§ **Problem to solve**:
Send back every record word for word, with nothing missing.

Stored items
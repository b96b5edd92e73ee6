//! Game flow: move order, die selection, and rolls, each settled by a fair exchange.

use super::{Die, Outcome, Player, ProbabilityTable, MIN_DICE};
use crate::crypto::{EntropySource, OsEntropy};
use crate::error::{DiceError, GameError};
use crate::protocol::{Announcer, ContributionSource, FairValueProtocol, Range, Revealed};
use serde::{Deserialize, Serialize};
use tracing::info;

/// Why an exchange is being run
#[derive(Clone, Copy, Debug, PartialEq, Eq, Serialize, Deserialize)]
pub enum Purpose {
    MoveOrder,
    DieSelection,
    Roll(Player),
}

/// One settled exchange and what it decided
#[derive(Clone, Debug, PartialEq, Eq, Serialize, Deserialize)]
pub struct Exchange {
    pub purpose: Purpose,
    pub revealed: Revealed,
}

/// Progress of a game, for display
#[derive(Clone, Debug, PartialEq)]
pub enum GameEvent {
    ExchangeStarted { purpose: Purpose, range: Range },
    MoveOrder { first: Player },
    DieChosen { player: Player, index: usize, die: Die },
    Rolled { player: Player, face: i64 },
    Finished { outcome: Outcome },
}

/// Receives game events as they happen
pub trait Narrator: Send {
    fn narrate(&mut self, event: &GameEvent);
}

impl Narrator for Vec<GameEvent> {
    fn narrate(&mut self, event: &GameEvent) {
        self.push(event.clone());
    }
}

/// Everything needed to audit a finished game
#[derive(Clone, Debug, PartialEq, Eq, Serialize, Deserialize)]
pub struct GameReport {
    pub dice: Vec<Die>,
    pub first: Player,
    pub user_die: usize,
    pub computer_die: usize,
    pub user_roll: i64,
    pub computer_roll: i64,
    pub outcome: Outcome,
    pub exchanges: Vec<Exchange>,
}

impl GameReport {
    /// Check every disclosed commitment and combined value
    pub fn verify_all(&self) -> bool {
        self.exchanges.iter().all(|e| e.revealed.verify())
    }

    pub fn to_json(&self) -> serde_json::Result<String> {
        serde_json::to_string_pretty(self)
    }
}

/// A game between the user and the computer
pub struct DiceGame<E = OsEntropy> {
    dice: Vec<Die>,
    table: ProbabilityTable,
    protocol: FairValueProtocol<E>,
}

impl DiceGame<OsEntropy> {
    pub fn new(dice: Vec<Die>) -> Result<Self, GameError> {
        Self::with_entropy(dice, OsEntropy)
    }
}

impl<E: EntropySource + Send> DiceGame<E> {
    pub fn with_entropy(dice: Vec<Die>, entropy: E) -> Result<Self, GameError> {
        if dice.len() < MIN_DICE {
            return Err(DiceError::NotEnoughDice {
                min: MIN_DICE,
                found: dice.len(),
            }
            .into());
        }
        let table = ProbabilityTable::compute(&dice);
        Ok(Self {
            dice,
            table,
            protocol: FairValueProtocol::with_entropy(entropy),
        })
    }

    pub fn dice(&self) -> &[Die] {
        &self.dice
    }

    pub fn table(&self) -> &ProbabilityTable {
        &self.table
    }

    /// Play one game
    ///
    /// The first mover gets the first pick: a user moving first has their die
    /// drawn fairly from all dice and the computer answers with its best
    /// counter; otherwise the computer takes the strongest die and the user's
    /// die is drawn fairly from the rest. Rolls then follow move order.
    pub async fn play<S, A, N>(
        &mut self,
        source: &mut S,
        announcer: &mut A,
        narrator: &mut N,
    ) -> Result<GameReport, GameError>
    where
        S: ContributionSource + ?Sized,
        A: Announcer + ?Sized,
        N: Narrator + ?Sized,
    {
        let mut exchanges = Vec::new();

        let coin = self
            .exchange(
                Purpose::MoveOrder,
                Range::COIN,
                source,
                announcer,
                narrator,
                &mut exchanges,
            )
            .await?;
        let first = if coin == 0 { Player::User } else { Player::Computer };
        narrator.narrate(&GameEvent::MoveOrder { first });
        info!(?first, "move order decided");

        let (user_die, computer_die) = match first {
            Player::User => {
                let range = Range::try_from(self.dice.len())?;
                let pick = self
                    .exchange(
                        Purpose::DieSelection,
                        range,
                        source,
                        announcer,
                        narrator,
                        &mut exchanges,
                    )
                    .await? as usize;
                self.announce_die(narrator, Player::User, pick);

                let counter = self
                    .table
                    .best_counter(pick, &[])
                    .expect("a game has at least two dice");
                self.announce_die(narrator, Player::Computer, counter);
                (pick, counter)
            }
            Player::Computer => {
                let strongest = self.table.strongest();
                self.announce_die(narrator, Player::Computer, strongest);

                let remaining: Vec<usize> =
                    (0..self.dice.len()).filter(|&i| i != strongest).collect();
                let range = Range::try_from(remaining.len())?;
                let value = self
                    .exchange(
                        Purpose::DieSelection,
                        range,
                        source,
                        announcer,
                        narrator,
                        &mut exchanges,
                    )
                    .await?;
                let pick = remaining[value as usize];
                self.announce_die(narrator, Player::User, pick);
                (pick, strongest)
            }
        };

        let mut user_roll = 0;
        let mut computer_roll = 0;
        for player in [first, first.opponent()] {
            let index = match player {
                Player::User => user_die,
                Player::Computer => computer_die,
            };
            let range = self.dice[index].range();
            let value = self
                .exchange(
                    Purpose::Roll(player),
                    range,
                    source,
                    announcer,
                    narrator,
                    &mut exchanges,
                )
                .await?;
            let face = self.dice[index]
                .face(value)
                .expect("fair value lies within the die's faces");
            narrator.narrate(&GameEvent::Rolled { player, face });

            match player {
                Player::User => user_roll = face,
                Player::Computer => computer_roll = face,
            }
        }

        let outcome = Outcome::from_rolls(user_roll, computer_roll);
        narrator.narrate(&GameEvent::Finished { outcome });
        info!(%outcome, user_roll, computer_roll, "game finished");

        Ok(GameReport {
            dice: self.dice.clone(),
            first,
            user_die,
            computer_die,
            user_roll,
            computer_roll,
            outcome,
            exchanges,
        })
    }

    async fn exchange<S, A, N>(
        &mut self,
        purpose: Purpose,
        range: Range,
        source: &mut S,
        announcer: &mut A,
        narrator: &mut N,
        log: &mut Vec<Exchange>,
    ) -> Result<u64, GameError>
    where
        S: ContributionSource + ?Sized,
        A: Announcer + ?Sized,
        N: Narrator + ?Sized,
    {
        narrator.narrate(&GameEvent::ExchangeStarted { purpose, range });
        let revealed = self.protocol.run(range, source, announcer).await?;
        let value = revealed.final_value;
        log.push(Exchange { purpose, revealed });
        Ok(value)
    }

    fn announce_die<N: Narrator + ?Sized>(&self, narrator: &mut N, player: Player, index: usize) {
        narrator.narrate(&GameEvent::DieChosen {
            player,
            index,
            die: self.dice[index].clone(),
        });
    }
}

§ **Solution to this problem**:
repository b96b5edd92e73ee6
//! Game flow: move order, die selection, and rolls, each settled by a fair exchange.

use super::{Die, Outcome, Player, ProbabilityTable, MIN_DICE};
use crate::crypto::{EntropySource, OsEntropy};
use crate::error::{DiceError, GameError};
use crate::protocol::{Announcer, ContributionSource, FairValueProtocol, Range, Revealed};
use serde::{Deserialize, Serialize};
use tracing::info;

/// Why an exchange is being run
#[derive(Clone, Copy, Debug, PartialEq, Eq, Serialize, Deserialize)]
pub enum Purpose {
    MoveOrder,
    DieSelection,
    Roll(Player),
}

/// One settled exchange and what it decided
#[derive(Clone, Debug, PartialEq, Eq, Serialize, Deserialize)]
pub struct Exchange {
    pub purpose: Purpose,
    pub revealed: Revealed,
}

/// Progress of a game, for display
#[derive(Clone, Debug, PartialEq)]
pub enum GameEvent {
    ExchangeStarted { purpose: Purpose, range: Range },
    MoveOrder { first: Player },
    DieChosen { player: Player, index: usize, die: Die },
    Rolled { player: Player, face: i64 },
    Finished { outcome: Outcome },
}

/// Receives game events as they happen
pub trait Narrator: Send {
    fn narrate(&mut self, event: &GameEvent);
}

impl Narrator for Vec<GameEvent> {
    fn narrate(&mut self, event: &GameEvent) {
        self.push(event.clone());
    }
}

/// Everything needed to audit a finished game
#[derive(Clone, Debug, PartialEq, Eq, Serialize, Deserialize)]
pub struct GameReport {
    pub dice: Vec<Die>,
    pub first: Player,
    pub user_die: usize,
    pub computer_die: usize,
    pub user_roll: i64,
    pub computer_roll: i64,
    pub outcome: Outcome,
    pub exchanges: Vec<Exchange>,
}

impl GameReport {
    /// Check every disclosed commitment and combined value
    pub fn verify_all(&self) -> bool {
        self.exchanges.iter().all(|e| e.revealed.verify())
    }

    pub fn to_json(&self) -> serde_json::Result<String> {
        serde_json::to_string_pretty(self)
    }
}

/// A game between the user and the computer
pub struct DiceGame<E = OsEntropy> {
    dice: Vec<Die>,
    table: ProbabilityTable,
    protocol: FairValueProtocol<E>,
}

impl DiceGame<OsEntropy> {
    pub fn new(dice: Vec<Die>) -> Result<Self, GameError> {
        Self::with_entropy(dice, OsEntropy)
    }
}

impl<E: EntropySource + Send> DiceGame<E> {
    pub fn with_entropy(dice: Vec<Die>, entropy: E) -> Result<Self, GameError> {
        if dice.len() < MIN_DICE {
            return Err(DiceError::NotEnoughDice {
                min: MIN_DICE,
                found: dice.len(),
            }
            .into());
        }
        let table = ProbabilityTable::compute(&dice);
        Ok(Self {
            dice,
            table,
            protocol: FairValueProtocol::with_entropy(entropy),
        })
    }

    pub fn dice(&self) -> &[Die] {
        &self.dice
    }

    pub fn table(&self) -> &ProbabilityTable {
        &self.table
    }

    /// Play one game
    ///
    /// The first mover gets the first pick: a user moving first has their die
    /// drawn fairly from all dice and the computer answers with its best
    /// counter; otherwise the computer takes the strongest die and the user's
    /// die is drawn fairly from the rest. Rolls then follow move order.
    pub async fn play<S, A, N>(
        &mut self,
        source: &mut S,
        announcer: &mut A,
        narrator: &mut N,
    ) -> Result<GameReport, GameError>
    where
        S: ContributionSource + ?Sized,
        A: Announcer + ?Sized,
        N: Narrator + ?Sized,
    {
        let mut exchanges = Vec::new();

        let coin = self
            .exchange(
                Purpose::MoveOrder,
                Range::COIN,
                source,
                announcer,
                narrator,
                &mut exchanges,
            )
            .await?;
        let first = if coin == 0 { Player::User } else { Player::Computer };
        narrator.narrate(&GameEvent::MoveOrder { first });
        info!(?first, "move order decided");

        let (user_die, computer_die) = match first {
            Player::User => {
                let range = Range::try_from(self.dice.len())?;
                let pick = self
                    .exchange(
                        Purpose::DieSelection,
                        range,
                        source,
                        announcer,
                        narrator,
                        &mut exchanges,
                    )
                    .await? as usize;
                self.announce_die(narrator, Player::User, pick);

                let counter = self
                    .table
                    .best_counter(pick, &[])
                    .expect("a game has at least two dice");
                self.announce_die(narrator, Player::Computer, counter);
                (pick, counter)
            }
            Player::Computer => {
                let strongest = self.table.strongest();
                self.announce_die(narrator, Player::Computer, strongest);

                let remaining: Vec<usize> =
                    (0..self.dice.len()).filter(|&i| i != strongest).collect();
                let range = Range::try_from(remaining.len())?;
                let value = self
                    .exchange(
                        Purpose::DieSelection,
                        range,
                        source,
                        announcer,
                        narrator,
                        &mut exchanges,
                    )
                    .await?;
                let pick = remaining[value as usize];
                self.announce_die(narrator, Player::User, pick);
                (pick, strongest)
            }
        };

        let mut user_roll = 0;
        let mut computer_roll = 0;
        for player in [first, first.opponent()] {
            let index = match player {
                Player::User => user_die,
                Player::Computer => computer_die,
            };
            let range = self.dice[index].range();
            let value = self
                .exchange(
                    Purpose::Roll(player),
                    range,
                    source,
                    announcer,
                    narrator,
                    &mut exchanges,
                )
                .await?;
            let face = self.dice[index]
                .face(value)
                .expect("fair value lies within the die's faces");
            narrator.narrate(&GameEvent::Rolled { player, face });

            match player {
                Player::User => user_roll = face,
                Player::Computer => computer_roll = face,
            }
        }

        let outcome = Outcome::from_rolls(user_roll, computer_roll);
        narrator.narrate(&GameEvent::Finished { outcome });
        info!(%outcome, user_roll, computer_roll, "game finished");

        Ok(GameReport {
            dice: self.dice.clone(),
            first,
            user_die,
            computer_die,
            user_roll,
            computer_roll,
            outcome,
            exchanges,
        })
    }

    async fn exchange<S, A, N>(
        &mut self,
        purpose: Purpose,
        range: Range,
        source: &mut S,
        announcer: &mut A,
        narrator: &mut N,
        log: &mut Vec<Exchange>,
    ) -> Result<u64, GameError>
    where
        S: ContributionSource + ?Sized,
        A: Announcer + ?Sized,
        N: Narrator + ?Sized,
    {
        narrator.narrate(&GameEvent::ExchangeStarted { purpose, range });
        let revealed = self.protocol.run(range, source, announcer).await?;
        let value = revealed.final_value;
        log.push(Exchange { purpose, revealed });
        Ok(value)
    }

    fn announce_die<N: Narrator + ?Sized>(&self, narrator: &mut N, player: Player, index: usize) {
        narrator.narrate(&GameEvent::DieChosen {
            player,
            index,
            die: self.dice[index].clone(),
        });
    }
}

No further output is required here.